Although in the past they have relied on a variety of models to create their projections, the pandemic has forced economists to diverge from the conventional.

“My meta-theory of why so many people have been wrong about the economy for so long is that many economists (and econ journos) are incapable of acknowledging that sometimes, good things happen,” said Wolfers.

The Feds and hiking rates

The workers will benefit from the news, but Wall Street isn’t as impressed.

Stocks dropped early on Friday as a result of investors’ surprise at the jobs data, which gave some hint that high interest rates, which reduce corporate profitability, aren’t likely to fall any time soon.

The Fed made it clear that it will keep raising rates in an effort to bring inflation down to its target of about 2% and remove excess liquidity from the economy.

Since it peaked at 9.1% in the summer of last year, inflation has been declining.

In December, the PCE index—the Fed’s favored measure for gauging price hikes from last year.

The labor market’s high tolerance of the Fed’s most aggressive policy in recent memory demonstrates that the organization is free to keep high interest rates without driving unemployment and huge job cuts.

The economy is not fully secure, nevertheless.

People find it challenging to obtain loans due to the growing interest rate, which is bad news for anybody looking to fund a business, buy a home, or take out student loans.

Professor of finance and economics at Loyola Marymount University and head of SS Economics Sung Won Sohn said in a statement on Friday:

“A rolling recession – where various sectors of the economy take turns contracting rather than simultaneously – is in progress.”

Workers market

The most recent employment data reveal that there are still plenty of available jobs.

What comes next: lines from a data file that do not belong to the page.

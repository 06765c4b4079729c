use mongodb::{Client, Collection, Database};
use serde::{Deserialize, Serialize};
use std::env;

use crate::api::AppError;
use crate::core::{EstadoReserva, GridBounds, Intervalo, MesaVista, Region, ReservaVista, Slot};

pub type Result<T> = std::result::Result<T, AppError>;

/// Estado operativo de un restaurante.
#[derive(Debug, Serialize, Deserialize, Clone, Copy, PartialEq, Eq)]
pub enum EstadoRestaurante {
    #[serde(rename = "inactivo")]
    Inactivo,
    #[serde(rename = "activo")]
    Activo,
    #[serde(rename = "mantenimiento")]
    Mantenimiento,
}

#[derive(Debug, Serialize, Deserialize, Clone)]
pub struct Restaurante {
    #[serde(rename = "_id", skip_serializing_if = "Option::is_none")]
    pub id: Option<mongodb::bson::oid::ObjectId>,
    pub nombre: String,
    pub password: String,
    pub access_token: String,
    /// Dimensiones de la cuadrícula del plano, fijas desde el registro.
    pub max_x: i32,
    pub max_y: i32,
    pub estado: EstadoRestaurante,
    pub created_at: i64, // timestamp unix
}

impl Restaurante {
    pub fn plano(&self) -> GridBounds {
        GridBounds { max_x: self.max_x, max_y: self.max_y }
    }
}

#[derive(Debug, Serialize, Deserialize, Clone)]
pub struct Mesa {
    #[serde(rename = "_id", skip_serializing_if = "Option::is_none")]
    pub id: Option<mongodb::bson::oid::ObjectId>,
    pub id_restaurante: mongodb::bson::oid::ObjectId,
    /// Número de mesa, único por restaurante e inmutable tras el alta.
    pub numero: i32,
    pub capacidad: i32,
    pub region: Region,
    /// Bandera manual del operador, independiente de las reservas.
    pub disponible: bool,
    pub created_at: i64, // timestamp unix
}

impl Mesa {
    /// Instantánea de la mesa para la consulta de disponibilidad del núcleo.
    pub fn vista(&self) -> Result<MesaVista> {
        Ok(MesaVista {
            id: self
                .id
                .ok_or_else(|| AppError::Internal("Mesa sin _id".to_string()))?,
            id_restaurante: self.id_restaurante,
            disponible: self.disponible,
        })
    }
}

#[derive(Debug, Serialize, Deserialize, Clone)]
pub struct Reserva {
    #[serde(rename = "_id", skip_serializing_if = "Option::is_none")]
    pub id: Option<mongodb::bson::oid::ObjectId>,
    pub id_restaurante: mongodb::bson::oid::ObjectId,
    pub id_mesa: mongodb::bson::oid::ObjectId,
    pub nombre_cliente: String,
    pub email_cliente: String,
    pub telefono_cliente: String,
    pub numero_personas: i32,
    /// Fecha de la reserva en formato YYYY-MM-DD.
    pub fecha: String,
    pub hora_inicio: Slot,
    pub hora_fin: Slot,
    pub estado: EstadoReserva,
    pub created_at: i64, // timestamp unix
    pub updated_at: i64, // timestamp unix
}

impl Reserva {
    /// Instantánea de la reserva para el resolutor de conflictos.
    ///
    /// Un documento con fecha no parseable o intervalo invertido no pudo
    /// pasar la validación de alta, así que aquí es un error interno.
    pub fn vista(&self) -> Result<ReservaVista> {
        let id = self
            .id
            .ok_or_else(|| AppError::Internal("Reserva sin _id".to_string()))?;

        let fecha = chrono::NaiveDate::parse_from_str(&self.fecha, "%Y-%m-%d")
            .map_err(|e| AppError::Internal(format!("Fecha corrupta en reserva: {}", e)))?;

        let intervalo = Intervalo::new(self.hora_inicio, self.hora_fin)
            .map_err(|e| AppError::Internal(format!("Intervalo corrupto en reserva: {}", e)))?;

        Ok(ReservaVista { id, id_mesa: self.id_mesa, fecha, intervalo, estado: self.estado })
    }
}

#[derive(Debug, Clone)]
pub struct MongoRepo {
    pub client: Client,
    pub database: Database,
}

impl MongoRepo {
    pub async fn init() -> Result<MongoRepo> {
        let mongo_uri = env::var("MONGODB_URI")
            .unwrap_or_else(|_| "mongodb://localhost:27017".to_string());

        let client = Client::with_uri_str(&mongo_uri)
            .await
            .map_err(|e| AppError::Internal(format!("Error conectando a MongoDB: {}", e)))?;

        let database_name = env::var("MONGODB_DATABASE")
            .unwrap_or_else(|_| "plano_reservas".to_string());

        let database = client.database(&database_name);

        // Test connection
        database
            .run_command(mongodb::bson::doc! {"ping": 1})
            .await
            .map_err(|e| AppError::Internal(format!("Error validando conexión MongoDB: {}", e)))?;

        tracing::info!("Conexión a MongoDB establecida exitosamente");

        Ok(MongoRepo { client, database })
    }

    pub fn restaurantes(&self) -> Collection<Restaurante> {
        self.database.collection("restaurantes")
    }

    pub fn mesas(&self) -> Collection<Mesa> {
        self.database.collection("mesas")
    }

    pub fn reservas(&self) -> Collection<Reserva> {
        self.database.collection("reservas")
    }

    // Método para crear índices si es necesario
    pub async fn create_indexes(&self) -> Result<()> {
        use mongodb::bson::doc;
        use mongodb::{options::IndexOptions, IndexModel};

        // Índices para restaurantes
        let restaurantes = self.restaurantes();
        let restaurante_indexes = vec![
            IndexModel::builder()
                .keys(doc! { "nombre": 1 })
                .options(IndexOptions::builder().unique(true).build())
                .build(),
            IndexModel::builder()
                .keys(doc! { "access_token": 1 })
                .options(IndexOptions::builder().unique(true).build())
                .build(),
        ];

        restaurantes
            .create_indexes(restaurante_indexes)
            .await
            .map_err(|e| AppError::Internal(format!("Error creando índices: {}", e)))?;

        // Índices para mesas: el número es único dentro de cada restaurante
        let mesas = self.mesas();
        let mesa_indexes = vec![
            IndexModel::builder()
                .keys(doc! { "id_restaurante": 1 })
                .build(),
            IndexModel::builder()
                .keys(doc! { "id_restaurante": 1, "numero": 1 })
                .options(IndexOptions::builder().unique(true).build())
                .build(),
        ];

        mesas
            .create_indexes(mesa_indexes)
            .await
            .map_err(|e| AppError::Internal(format!("Error creando índices mesas: {}", e)))?;

        // Índices para reservas. El conflicto de horario se resuelve por
        // solape de intervalos en el núcleo, no por unicidad exacta de
        // (mesa, fecha, hora); aquí solo se indexan las búsquedas.
        let reservas = self.reservas();
        let reservation_indexes = vec![
            IndexModel::builder()
                .keys(doc! { "id_restaurante": 1 })
                .build(),
            IndexModel::builder()
                .keys(doc! { "id_mesa": 1, "fecha": 1 })
                .build(),
            IndexModel::builder()
                .keys(doc! { "estado": 1 })
                .build(),
        ];

        reservas
            .create_indexes(reservation_indexes)
            .await
            .map_err(|e| AppError::Internal(format!("Error creando índices reservas: {}", e)))?;

        tracing::info!("Índices MongoDB creados exitosamente");
        Ok(())
    }

    // Función auxiliar para obtener timestamp actual
    pub fn current_timestamp() -> i64 {
        chrono::Utc::now().timestamp()
    }
}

According to the Job Openings and Labor Turnover Survey (JOLTS), which was released on Wednesday, there were 11 million more job openings in December than was predicted and since July.

Office occupancy had been declining during the preceding three years as a result of the epidemic, but it has just begun to increase.

According to security-card swap data from Kastle Systems, office occupancy rates in 10 major US cities have hit 50% for the first time since March 2020.

Image source: The Wall Street Journal

Opinions expressed by The Chicago Journal contributors are their own.